Count how many lines in the data below include "Creator". Answer with the number only.

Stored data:
● ● ● ● ●

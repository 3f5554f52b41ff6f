// src/activation/manifest.rs

//! Activation manifest
//!
//! The durable record of which packages this tool has renamed out of the
//! host's view. Its existence alone marks an active session.

use crate::error::{Error, Result};
use crate::packages::name::{DISABLED_SUFFIX, disabled_filename};
use chrono::{DateTime, Utc};
use serde::{Deserialize, Serialize};
use std::fs;
use std::io::{BufWriter, Write};
use std::path::{Path, PathBuf};
use tempfile::NamedTempFile;
use tracing::debug;

/// Activation method recorded in the manifest
pub const RENAME_METHOD: &str = "rename_disabled";

/// One rename performed by the engine, as paths relative to the package directory
#[derive(Debug, Clone, PartialEq, Eq, Serialize, Deserialize)]
pub struct RenameEntry {
    /// Canonical filename
    pub from: String,
    /// Disabled filename
    pub to: String,
}

impl RenameEntry {
    pub fn for_package(name: &str) -> Self {
        Self {
            from: name.to_string(),
            to: disabled_filename(name),
        }
    }
}

#[derive(Debug, Clone, PartialEq, Serialize, Deserialize)]
pub struct ActivationManifest {
    pub addon_dir: PathBuf,
    #[serde(default = "default_method")]
    pub method: String,
    #[serde(default = "default_suffix")]
    pub disabled_suffix: String,
    #[serde(default)]
    pub renamed: Vec<RenameEntry>,
    #[serde(default)]
    pub saved_at: Option<DateTime<Utc>>,
}

fn default_method() -> String {
    RENAME_METHOD.to_string()
}

fn default_suffix() -> String {
    DISABLED_SUFFIX.to_string()
}

impl ActivationManifest {
    pub fn new(addon_dir: &Path) -> Self {
        Self {
            addon_dir: addon_dir.to_path_buf(),
            method: default_method(),
            disabled_suffix: default_suffix(),
            renamed: Vec::new(),
            saved_at: None,
        }
    }

    /// Load the manifest; `Ok(None)` when there is no active session
    pub fn load(path: &Path) -> Result<Option<Self>> {
        let raw = match fs::read(path) {
            Ok(raw) => raw,
            Err(e) if e.kind() == std::io::ErrorKind::NotFound => return Ok(None),
            Err(e) => return Err(e.into()),
        };

        let manifest: Self = serde_json::from_slice(&raw).map_err(|e| {
            Error::ManifestError(format!("{}: {}", path.display(), e))
        })?;

        if manifest.method != RENAME_METHOD {
            return Err(Error::ManifestError(format!(
                "{}: unsupported method '{}'",
                path.display(),
                manifest.method
            )));
        }

        Ok(Some(manifest))
    }

    /// Load the manifest written for `addon_dir`
    ///
    /// A manifest recorded against another package directory is an error.
    pub fn load_for(path: &Path, addon_dir: &Path) -> Result<Option<Self>> {
        let Some(manifest) = Self::load(path)? else {
            return Ok(None);
        };

        if manifest.addon_dir != addon_dir {
            return Err(Error::ManifestError(format!(
                "{} belongs to {}, not {}",
                path.display(),
                manifest.addon_dir.display(),
                addon_dir.display()
            )));
        }
        Ok(Some(manifest))
    }

    /// Persist with an atomic replace
    pub fn save(&mut self, path: &Path) -> Result<()> {
        self.saved_at = Some(Utc::now());

        let dir = path.parent().unwrap_or_else(|| Path::new("."));
        let tmp = NamedTempFile::new_in(dir)?;
        {
            let mut writer = BufWriter::new(tmp.as_file());
            serde_json::to_writer_pretty(&mut writer, &*self)?;
            writer.flush()?;
        }
        tmp.as_file().sync_all()?;
        tmp.persist(path).map_err(|e| e.error)?;

        debug!("Saved manifest with {} entries", self.renamed.len());
        Ok(())
    }

    /// Remove the manifest file, ending the session
    pub fn remove(path: &Path) -> Result<()> {
        match fs::remove_file(path) {
            Ok(()) => Ok(()),
            Err(e) if e.kind() == std::io::ErrorKind::NotFound => Ok(()),
            Err(e) => Err(e.into()),
        }
    }

    pub fn is_tracked(&self, name: &str) -> bool {
        self.renamed.iter().any(|entry| entry.from == name)
    }

    /// Track a rename; a package is tracked at most once
    pub fn track(&mut self, name: &str) {
        if !self.is_tracked(name) {
            self.renamed.push(RenameEntry::for_package(name));
        }
    }

    pub fn untrack(&mut self, name: &str) {
        self.renamed.retain(|entry| entry.from != name);
    }

    pub fn len(&self) -> usize {
        self.renamed.len()
    }

    pub fn is_empty(&self) -> bool {
        self.renamed.is_empty()
    }
}
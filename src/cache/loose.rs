// src/cache/loose.rs

//! Loose scene discovery
//!
//! Scene documents saved directly under `Saves/scene/` rather than shipped in
//! a package. They seed nothing but are listed alongside packaged scenes.

use super::signature::{ContentSignature, Signatures};
use std::path::Path;
use tracing::{debug, warn};
use walkdir::WalkDir;

const SCENE_SUFFIX: &str = ".json";
const HIDE_SUFFIX: &str = ".hide";

/// Whether a relative scene path counts as a user scene
///
/// The host's own `default.json` and autosaves with purely numeric names are
/// skipped.
pub fn is_countable_scene(relative_path: &str) -> bool {
    let relative_path = relative_path.trim();
    if relative_path.is_empty() {
        return false;
    }

    let file_name = relative_path.rsplit('/').next().unwrap_or(relative_path);
    if file_name.eq_ignore_ascii_case("default.json") {
        return false;
    }

    let stem = file_name
        .rsplit_once('.')
        .map(|(stem, _)| stem)
        .unwrap_or(file_name);
    !(!stem.is_empty() && stem.chars().all(|c| c.is_ascii_digit()))
}

/// Fingerprint every loose scene document below `saves_scene_dir`
///
/// Keys are forward-slash paths relative to `saves_scene_dir`. A missing
/// directory yields no scenes.
pub fn discover_loose_scenes(saves_scene_dir: &Path, include_hidden: bool) -> Signatures {
    let mut found = Signatures::new();
    if !saves_scene_dir.is_dir() {
        return found;
    }

    for entry in WalkDir::new(saves_scene_dir).follow_links(false) {
        let entry = match entry {
            Ok(entry) => entry,
            Err(e) => {
                warn!("Skipping unreadable scene path: {}", e);
                continue;
            }
        };
        if !entry.file_type().is_file() {
            continue;
        }

        let path = entry.path();
        let is_scene = path
            .file_name()
            .map(|n| n.to_string_lossy().to_lowercase().ends_with(SCENE_SUFFIX))
            .unwrap_or(false);
        if !is_scene {
            continue;
        }

        if !include_hidden {
            let mut sidecar = path.as_os_str().to_owned();
            sidecar.push(HIDE_SUFFIX);
            if Path::new(&sidecar).exists() {
                continue;
            }
        }

        let Ok(relative) = path.strip_prefix(saves_scene_dir) else {
            continue;
        };
        let relative = relative.to_string_lossy().replace('\\', "/");
        if !is_countable_scene(&relative) {
            continue;
        }

        found.insert(relative, ContentSignature::of(path));
    }

    debug!(
        "Found {} loose scenes in {}",
        found.len(),
        saves_scene_dir.display()
    );
    found
}

#[cfg(test)]
mod tests {
    use super::*;
    use std::fs;
    use tempfile::TempDir;

    #[test]
    fn test_is_countable_scene() {
        assert!(is_countable_scene("MyScene.json"));
        assert!(is_countable_scene("sub/Scene 2.json"));
        assert!(!is_countable_scene("default.json"));
        assert!(!is_countable_scene("sub/Default.json"));
        assert!(!is_countable_scene("1699999999.json"));
        assert!(!is_countable_scene(""));
    }

    #[test]
    fn test_discover_loose_scenes() {
        let dir = TempDir::new().unwrap();
        let root = dir.path();
        fs::create_dir_all(root.join("sub")).unwrap();
        fs::write(root.join("Club.json"), b"{}").unwrap();
        fs::write(root.join("sub/Beach.json"), b"{}").unwrap();
        fs::write(root.join("Secret.json"), b"{}").unwrap();
        fs::write(root.join("Secret.json.hide"), b"").unwrap();
        fs::write(root.join("default.json"), b"{}").unwrap();
        fs::write(root.join("12345.json"), b"{}").unwrap();
        fs::write(root.join("Club.jpg"), b"img").unwrap();

        let found = discover_loose_scenes(root, false);
        let keys: Vec<&str> = found.keys().map(String::as_str).collect();
        assert_eq!(keys, vec!["Club.json", "sub/Beach.json"]);
        assert_eq!(found["Club.json"].size, 2);

        let with_hidden = discover_loose_scenes(root, true);
        assert!(with_hidden.contains_key("Secret.json"));
    }

    #[test]
    fn test_missing_directory_is_empty() {
        let dir = TempDir::new().unwrap();
        assert!(discover_loose_scenes(&dir.path().join("nope"), false).is_empty());
    }
}
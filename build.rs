// build.rs

use clap::{Arg, ArgAction, Command};
use clap_mangen::Man;
use std::env;
use std::fs;
use std::path::PathBuf;

fn seeds_arg() -> Arg {
    Arg::new("seeds")
        .num_args(0..)
        .help("Seed packages (defaults to every scene package)")
}

fn build_cli() -> Command {
    Command::new("varkeep")
        .version(env!("CARGO_PKG_VERSION"))
        .author("varkeep contributors")
        .about("Keep only the VaM packages your scenes need")
        .subcommand_required(true)
        .arg(
            Arg::new("root")
                .short('r')
                .long("root")
                .value_name("DIR")
                .global(true)
                .help("VaM install directory (defaults to vam_dir from the config file)"),
        )
        .arg(
            Arg::new("config")
                .short('c')
                .long("config")
                .value_name("PATH")
                .global(true)
                .help("Config file"),
        )
        .arg(
            Arg::new("verbose")
                .short('v')
                .long("verbose")
                .global(true)
                .action(ArgAction::SetTrue)
                .help("Debug logging (overrides RUST_LOG)"),
        )
        .arg(
            Arg::new("json")
                .long("json")
                .global(true)
                .action(ArgAction::SetTrue)
                .help("Print reports as JSON"),
        )
        .subcommand(
            Command::new("scan")
                .about("Scan packages and refresh the cache")
                .arg(
                    Arg::new("rescan")
                        .long("rescan")
                        .action(ArgAction::SetTrue)
                        .help("Ignore the cache and rescan every package"),
                ),
        )
        .subcommand(
            Command::new("scenes")
                .about("List scenes found in packages and in Saves/scene")
                .arg(
                    Arg::new("package")
                        .short('p')
                        .long("package")
                        .help("Only scenes from this package"),
                )
                .arg(
                    Arg::new("looks")
                        .long("looks")
                        .action(ArgAction::SetTrue)
                        .help("Flag scenes that only feature female looks"),
                ),
        )
        .subcommand(
            Command::new("deps")
                .about("Show how a package's dependencies resolve")
                .arg(Arg::new("package").required(true).help("Package filename")),
        )
        .subcommand(
            Command::new("resolve")
                .about("Compute which packages to keep")
                .arg(seeds_arg())
                .arg(
                    Arg::new("unused")
                        .long("unused")
                        .action(ArgAction::SetTrue)
                        .help("Also list unused packages"),
                ),
        )
        .subcommand(
            Command::new("disable")
                .about("Start a session: disable every package the seeds do not need")
                .arg(seeds_arg()),
        )
        .subcommand(
            Command::new("reconcile")
                .about("Move an active session to a new seed set")
                .arg(seeds_arg()),
        )
        .subcommand(Command::new("restore").about("Restore every disabled package and end the session"))
        .subcommand(Command::new("status").about("Show package and session state"))
        .subcommand(Command::new("recover").about("Recover from an interrupted run"))
        .subcommand(
            Command::new("completions")
                .about("Generate shell completion scripts")
                .arg(
                    Arg::new("shell")
                        .required(true)
                        .value_parser(["bash", "elvish", "fish", "powershell", "zsh"])
                        .help("Shell to generate completions for"),
                ),
        )
}

fn main() {
    println!("cargo:rerun-if-changed=build.rs");

    // Create man directory
    let out_dir = PathBuf::from(env::var("CARGO_MANIFEST_DIR").unwrap());
    let man_dir = out_dir.join("man");
    fs::create_dir_all(&man_dir).expect("Failed to create man directory");

    let man = Man::new(build_cli());
    let mut buffer = Vec::new();
    man.render(&mut buffer).expect("Failed to render man page");

    let man_path = man_dir.join("varkeep.1");
    fs::write(&man_path, buffer).expect("Failed to write man page");
}
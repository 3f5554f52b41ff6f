// src/resolver/token.rs

//! Dependency tokens and the package universe they match against

use crate::error::Result;
use crate::packages::directory::list_packages;
use crate::packages::name::{ARCHIVE_EXTENSION, LATEST_SUFFIX};
use std::collections::BTreeSet;
use std::fmt;
use std::ops::Bound;
use std::path::Path;

/// A classified dependency reference
#[derive(Debug, Clone, PartialEq, Eq, Hash)]
pub enum DependencyToken {
    /// Full filename, matched verbatim
    Exact(String),
    /// `base.latest`: every variant of `base`
    Latest { base: String },
    /// Base name without extension, matched as `name.var`
    Bare(String),
    /// Empty or otherwise unusable; matches nothing
    Invalid(String),
}

impl DependencyToken {
    pub fn parse(raw: &str) -> Self {
        let token = raw.trim();
        if token.is_empty() {
            return Self::Invalid(raw.to_string());
        }

        if token.ends_with(ARCHIVE_EXTENSION) {
            Self::Exact(token.to_string())
        } else if let Some(base) = token.strip_suffix(LATEST_SUFFIX) {
            if base.is_empty() {
                Self::Invalid(raw.to_string())
            } else {
                Self::Latest {
                    base: base.to_string(),
                }
            }
        } else {
            Self::Bare(token.to_string())
        }
    }
}

impl fmt::Display for DependencyToken {
    fn fmt(&self, f: &mut fmt::Formatter<'_>) -> fmt::Result {
        match self {
            Self::Exact(name) | Self::Bare(name) | Self::Invalid(name) => f.write_str(name),
            Self::Latest { base } => write!(f, "{}{}", base, LATEST_SUFFIX),
        }
    }
}

/// Canonical names of every package present on disk, enabled or disabled
#[derive(Debug, Clone, Default, PartialEq, Eq)]
pub struct Universe {
    names: BTreeSet<String>,
}

impl Universe {
    pub fn new<I, S>(names: I) -> Self
    where
        I: IntoIterator<Item = S>,
        S: Into<String>,
    {
        Self {
            names: names.into_iter().map(Into::into).collect(),
        }
    }

    /// Every package in the directory, whatever its state
    pub fn from_directory(addon_dir: &Path) -> Result<Self> {
        Ok(Self::new(list_packages(addon_dir)?.into_iter().map(|entry| entry.name)))
    }

    pub fn contains(&self, name: &str) -> bool {
        self.names.contains(name)
    }

    pub fn len(&self) -> usize {
        self.names.len()
    }

    pub fn is_empty(&self) -> bool {
        self.names.is_empty()
    }

    pub fn iter(&self) -> impl Iterator<Item = &str> {
        self.names.iter().map(String::as_str)
    }

    /// Packages a token resolves to, in name order
    pub fn matches(&self, token: &DependencyToken) -> Vec<String> {
        match token {
            DependencyToken::Exact(name) => self.exact(name),
            DependencyToken::Bare(name) => self.exact(&format!("{}{}", name, ARCHIVE_EXTENSION)),
            DependencyToken::Latest { base } => {
                let prefix = format!("{}.", base);
                self.names
                    .range::<str, _>((Bound::Included(prefix.as_str()), Bound::Unbounded))
                    .take_while(|name| name.starts_with(&prefix))
                    .filter(|name| name.ends_with(ARCHIVE_EXTENSION))
                    .cloned()
                    .collect()
            }
            DependencyToken::Invalid(_) => Vec::new(),
        }
    }

    fn exact(&self, name: &str) -> Vec<String> {
        if self.names.contains(name) {
            vec![name.to_string()]
        } else {
            Vec::new()
        }
    }
}

impl<S: Into<String>> FromIterator<S> for Universe {
    fn from_iter<I: IntoIterator<Item = S>>(iter: I) -> Self {
        Self::new(iter)
    }
}

#[cfg(test)]
mod tests {
    use super::*;

    #[test]
    fn test_parse_token_forms() {
        assert_eq!(
            DependencyToken::parse("A.Hair.3.var"),
            DependencyToken::Exact("A.Hair.3.var".to_string())
        );
        assert_eq!(
            DependencyToken::parse("A.Hair.latest"),
            DependencyToken::Latest {
                base: "A.Hair".to_string()
            }
        );
        assert_eq!(
            DependencyToken::parse(" A.Hair.3 "),
            DependencyToken::Bare("A.Hair.3".to_string())
        );
        assert!(matches!(DependencyToken::parse(""), DependencyToken::Invalid(_)));
        assert!(matches!(DependencyToken::parse(".latest"), DependencyToken::Invalid(_)));
        assert_eq!(DependencyToken::parse("A.Hair.latest").to_string(), "A.Hair.latest");
    }

    #[test]
    fn test_tokens_with_spaces_still_match() {
        let universe = Universe::new(["Some Creator.Pack.1.var", "Some Creator.Pack.2.var"]);
        assert_eq!(
            universe.matches(&DependencyToken::parse("Some Creator.Pack.latest")),
            vec!["Some Creator.Pack.1.var", "Some Creator.Pack.2.var"]
        );
        assert_eq!(
            universe.matches(&DependencyToken::parse("Some Creator.Pack.2")),
            vec!["Some Creator.Pack.2.var"]
        );
    }

    #[test]
    fn test_latest_matches_every_variant() {
        let universe = Universe::new(["A.1.var", "A.2.var", "A.10.var", "AB.1.var", "B.1.var"]);
        let matched = universe.matches(&DependencyToken::parse("A.latest"));
        assert_eq!(matched, vec!["A.1.var", "A.10.var", "A.2.var"]);
    }

    #[test]
    fn test_exact_and_bare_match_at_most_one() {
        let universe = Universe::new(["A.Pack.1.var", "A.Pack.2.var"]);
        assert_eq!(
            universe.matches(&DependencyToken::parse("A.Pack.1.var")),
            vec!["A.Pack.1.var"]
        );
        assert_eq!(
            universe.matches(&DependencyToken::parse("A.Pack.2")),
            vec!["A.Pack.2.var"]
        );
        assert!(universe.matches(&DependencyToken::parse("A.Pack.3")).is_empty());
        assert!(universe.matches(&DependencyToken::parse("")).is_empty());
    }

    #[test]
    fn test_universe_includes_disabled_packages() {
        let dir = tempfile::TempDir::new().unwrap();
        std::fs::write(dir.path().join("A.Pack.1.var"), b"a").unwrap();
        std::fs::write(dir.path().join("B.Pack.1.var.disabled"), b"b").unwrap();

        let universe = Universe::from_directory(dir.path()).unwrap();
        assert_eq!(universe.len(), 2);
        assert!(universe.contains("B.Pack.1.var"));
    }
}
impl ActivationEngine {
    pub fn new(
        addon_dir: impl Into<PathBuf>,
        manifest_path: impl Into<PathBuf>,
        journal_path: impl Into<PathBuf>,
    ) -> Self {
        Self {
            addon_dir: addon_dir.into(),
            manifest_path: manifest_path.into(),
            journal_path: journal_path.into(),
        }
    }

    pub fn addon_dir(&self) -> &Path {
        &self.addon_dir
    }

    pub fn manifest_path(&self) -> &Path {
        &self.manifest_path
    }

    pub fn journal_path(&self) -> &Path {
        &self.journal_path
    }

    /// An active session exists iff the manifest does
    pub fn has_session(&self) -> bool {
        self.manifest_path.exists()
    }

    pub fn manifest(&self) -> Result<Option<ActivationManifest>> {
        ActivationManifest::load_for(&self.manifest_path, &self.addon_dir)
    }

    /// True if a previous pass left its journal behind
    pub fn needs_recovery(&self) -> bool {
        self.journal_path.exists()
    }

    /// Current state of one package
    pub fn state_of(&self, name: &str) -> PackageState {
        state_of(&self.addon_dir, name)
    }

    /// Manifest entries that break mutual exclusion: the disabled file is
    /// gone, or the canonical file exists alongside it
    pub fn inconsistencies(&self, manifest: &ActivationManifest) -> Vec<String> {
        manifest
            .renamed
            .iter()
            .filter(|entry| {
                !disabled_path(&self.addon_dir, &entry.from).is_file()
                    || enabled_path(&self.addon_dir, &entry.from).exists()
            })
            .map(|entry| entry.from.clone())
            .collect()
    }

    /// Cold disable: rename every enabled package outside `keep`
    ///
    /// Starts a session. Assumes nothing else is reading the directory.
    pub fn disable_unrelated(&self, keep: &KeepSet) -> Result<ActivationReport> {
        if self.has_session() {
            return Err(Error::SessionError(format!(
                "a session is already active ({}); reconcile or restore it first",
                self.manifest_path.display()
            )));
        }

        let packages = list_packages(&self.addon_dir)?;
        let mut journal = RenameJournal::begin(&self.journal_path, JournalOp::Disable, &self.addon_dir)?;
        let mut manifest = ActivationManifest::new(&self.addon_dir);
        let mut report = ActivationReport::default();

        for entry in packages {
            if entry.state != PackageState::Enabled || keep.contains(&entry.name) {
                continue;
            }
            self.disable_one(&entry.name, &mut journal, &mut manifest, &mut report)?;
        }

        self.commit(journal, &mut manifest, &report)?;
        info!(
            "Disabled {} packages ({} skipped, {} failed)",
            report.disabled.len(),
            report.skipped.len(),
            report.failures.len()
        );
        Ok(report)
    }

    /// Live reconcile: move the directory toward `keep`
    ///
    /// Restores tracked packages that are needed again, then disables
    /// untracked enabled packages that are not. Calling it twice with the
    /// same keep set does nothing the second time.
    pub fn reconcile(&self, keep: &KeepSet) -> Result<ActivationReport> {
        let mut manifest = self
            .manifest()?
            .unwrap_or_else(|| ActivationManifest::new(&self.addon_dir));
        let mut journal =
            RenameJournal::begin(&self.journal_path, JournalOp::Reconcile, &self.addon_dir)?;
        let mut report = ActivationReport::default();

        self.prune_vanished(&mut manifest, &mut report);

        let needed: Vec<String> = manifest
            .renamed
            .iter()
            .filter(|entry| keep.contains(&entry.from))
            .map(|entry| entry.from.clone())
            .collect();
        for name in needed {
            self.restore_one(&name, &mut journal, &mut manifest, &mut report)?;
        }

        for entry in list_packages(&self.addon_dir)? {
            if entry.state != PackageState::Enabled
                || keep.contains(&entry.name)
                || manifest.is_tracked(&entry.name)
            {
                continue;
            }
            self.disable_one(&entry.name, &mut journal, &mut manifest, &mut report)?;
        }

        self.commit(journal, &mut manifest, &report)?;
        let (disabled, restored) = report.counts();
        info!("Reconciled: {} disabled, {} restored", disabled, restored);
        Ok(report)
    }

    /// Restore every tracked package and end the session
    ///
    /// Collisions are logged and left alone. The manifest is deleted unless
    /// some renames failed, in which case it is rewritten with just those so
    /// a retry can finish the job.
    pub fn restore_all(&self) -> Result<ActivationReport> {
        let Some(mut manifest) = self.manifest()? else {
            debug!("No manifest, nothing to restore");
            return Ok(ActivationReport::default());
        };

        let mut journal =
            RenameJournal::begin(&self.journal_path, JournalOp::Restore, &self.addon_dir)?;
        let mut report = ActivationReport::default();

        self.prune_vanished(&mut manifest, &mut report);

        let tracked: Vec<String> = manifest.renamed.iter().map(|e| e.from.clone()).collect();
        for name in tracked {
            self.restore_one(&name, &mut journal, &mut manifest, &mut report)?;
        }

        retain_failed(&mut manifest, &report);

        if manifest.is_empty() {
            ActivationManifest::remove(&self.manifest_path)?;
            journal.finish(0, report.restored.len())?;
        } else {
            warn!(
                "{} packages could not be restored; keeping manifest",
                manifest.len()
            );
            self.commit(journal, &mut manifest, &report)?;
        }

        info!(
            "Restored {} packages ({} collisions, {} failed)",
            report.restored.len(),
            report.skipped.len(),
            report.failures.len()
        );
        Ok(report)
    }

    /// Fold a leftover journal into the manifest
    ///
    /// Each journaled intent is checked against the disk: a package found
    /// disabled with its canonical name free is tracked, one found enabled
    /// with no disabled file is not. An interrupted restore is finished.
    /// Returns `None` when there was nothing to recover.
    pub fn recover(&self) -> Result<Option<RecoveryOutcome>> {
        let Some(records) = read_journal(&self.journal_path)? else {
            return Ok(None);
        };

        warn!("Recovering from interrupted pass: {}", self.journal_path.display());

        let existing = self.manifest()?;
        let had_manifest = existing.is_some();
        let mut manifest = existing.unwrap_or_else(|| ActivationManifest::new(&self.addon_dir));
        let mut outcome = RecoveryOutcome::default();

        for record in &records {
            let name = match record {
                JournalRecord::Begin { op, .. } => {
                    outcome.op = Some(*op);
                    continue;
                }
                JournalRecord::Done { .. } => {
                    outcome.completed = true;
                    continue;
                }
                JournalRecord::Disable { name } | JournalRecord::Restore { name } => name,
            };

            match self.state_of(name) {
                PackageState::Disabled => {
                    if !manifest.is_tracked(name) {
                        manifest.track(name);
                        outcome.adopted.push(name.clone());
                    }
                }
                PackageState::Enabled if !disabled_path(&self.addon_dir, name).exists() => {
                    if manifest.is_tracked(name) {
                        manifest.untrack(name);
                        outcome.released.push(name.clone());
                    }
                }
                _ => {}
            }
        }

        if had_manifest || !manifest.is_empty() {
            manifest.save(&self.manifest_path)?;
        }
        remove_if_exists(&self.journal_path)?;

        if outcome.op == Some(JournalOp::Restore) && !outcome.completed {
            info!("Rolling interrupted restore forward");
            outcome.rolled_forward = Some(self.restore_all()?);
        }

        info!(
            "Recovery: {} adopted, {} released",
            outcome.adopted.len(),
            outcome.released.len()
        );
        Ok(Some(outcome))
    }

    /// Drop tracked entries whose disabled file is gone
    fn prune_vanished(&self, manifest: &mut ActivationManifest, report: &mut ActivationReport) {
        let addon_dir = &self.addon_dir;
        manifest.renamed.retain(|entry| {
            let present = disabled_path(addon_dir, &entry.from).exists();
            if !present {
                debug!("Dropping {}: disabled file is gone", entry.from);
                report.dropped.push(entry.from.clone());
            }
            present
        });
    }

    fn disable_one(
        &self,
        name: &str,
        journal: &mut RenameJournal,
        manifest: &mut ActivationManifest,
        report: &mut ActivationReport,
    ) -> Result<()> {
        journal.write(&JournalRecord::Disable {
            name: name.to_string(),
        })?;

        let from = enabled_path(&self.addon_dir, name);
        let to = disabled_path(&self.addon_dir, name);
        match rename_if_free(&from, &to) {
            RenameOutcome::Renamed => {
                debug!("Disabled {}", name);
                manifest.track(name);
                report.disabled.push(name.to_string());
            }
            RenameOutcome::Collision => {
                warn!("Not disabling {}: disabled file already exists", name);
                report.skipped.push(name.to_string());
            }
            RenameOutcome::Vanished => {
                debug!("Not disabling {}: file is gone", name);
            }
            RenameOutcome::Failed(e) => {
                warn!("Failed to disable {}: {}", name, e);
                report.failures.push(RenameFailure {
                    name: name.to_string(),
                    action: RenameAction::Disable,
                    reason: e.to_string(),
                });
            }
        }
        Ok(())
    }

    fn restore_one(
        &self,
        name: &str,
        journal: &mut RenameJournal,
        manifest: &mut ActivationManifest,
        report: &mut ActivationReport,
    ) -> Result<()> {
        journal.write(&JournalRecord::Restore {
            name: name.to_string(),
        })?;

        let from = disabled_path(&self.addon_dir, name);
        let to = enabled_path(&self.addon_dir, name);
        match rename_if_free(&from, &to) {
            RenameOutcome::Renamed => {
                debug!("Restored {}", name);
                manifest.untrack(name);
                report.restored.push(name.to_string());
            }
            RenameOutcome::Collision => {
                warn!("Not restoring {}: canonical file already exists", name);
                report.skipped.push(name.to_string());
            }
            RenameOutcome::Vanished => {
                manifest.untrack(name);
                report.dropped.push(name.to_string());
            }
            RenameOutcome::Failed(e) => {
                warn!("Failed to restore {}: {}", name, e);
                report.failures.push(RenameFailure {
                    name: name.to_string(),
                    action: RenameAction::Restore,
                    reason: e.to_string(),
                });
            }
        }
        Ok(())
    }

    /// Persist the manifest, then close the journal
    fn commit(
        &self,
        journal: RenameJournal,
        manifest: &mut ActivationManifest,
        report: &ActivationReport,
    ) -> Result<()> {
        manifest.save(&self.manifest_path)?;
        let (disabled, restored) = report.counts();
        journal.finish(disabled, restored)
    }
}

● ● ● ● ●

Task response: 5